Exercise details: The lines below may contain the word "Result". Please count those that do and give the number alone.

Collected data entries:
((

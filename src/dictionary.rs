//! String key/value options passed through to encoders and muxers

use crate::{Error, Result};
use std::collections::BTreeMap;
use std::str::FromStr;

/// Codec options such as `preset` or `crf`.
///
/// Encoders remove the keys they consume while opening, so whatever is left
/// afterwards was not recognised by anyone.
#[derive(Debug, Clone, Default, PartialEq, Eq)]
pub struct Dictionary {
    entries: BTreeMap<String, String>,
}

impl Dictionary {
    pub fn new() -> Self {
        Self::default()
    }

    /// Set a value, replacing any previous one
    pub fn set(&mut self, key: impl Into<String>, value: impl Into<String>) {
        self.entries.insert(key.into(), value.into());
    }

    pub fn get(&self, key: &str) -> Option<&str> {
        self.entries.get(key).map(String::as_str)
    }

    /// Look up a value that must be present
    pub fn require(&self, key: &str) -> Result<&str> {
        self.get(key)
            .ok_or_else(|| Error::InvalidInput(format!("Key not found: {}", key)))
    }

    /// Remove and parse a value
    pub fn take<T: FromStr>(&mut self, key: &str) -> Result<Option<T>> {
        match self.entries.remove(key) {
            None => Ok(None),
            Some(value) => value.parse().map(Some).map_err(|_| {
                Error::Configuration(format!("Invalid value for option {}: {}", key, value))
            }),
        }
    }

    pub fn contains(&self, key: &str) -> bool {
        self.entries.contains_key(key)
    }

    pub fn is_empty(&self) -> bool {
        self.entries.is_empty()
    }

    pub fn len(&self) -> usize {
        self.entries.len()
    }

    pub fn keys(&self) -> impl Iterator<Item = &str> {
        self.entries.keys().map(String::as_str)
    }
}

))

Reply to the task: 3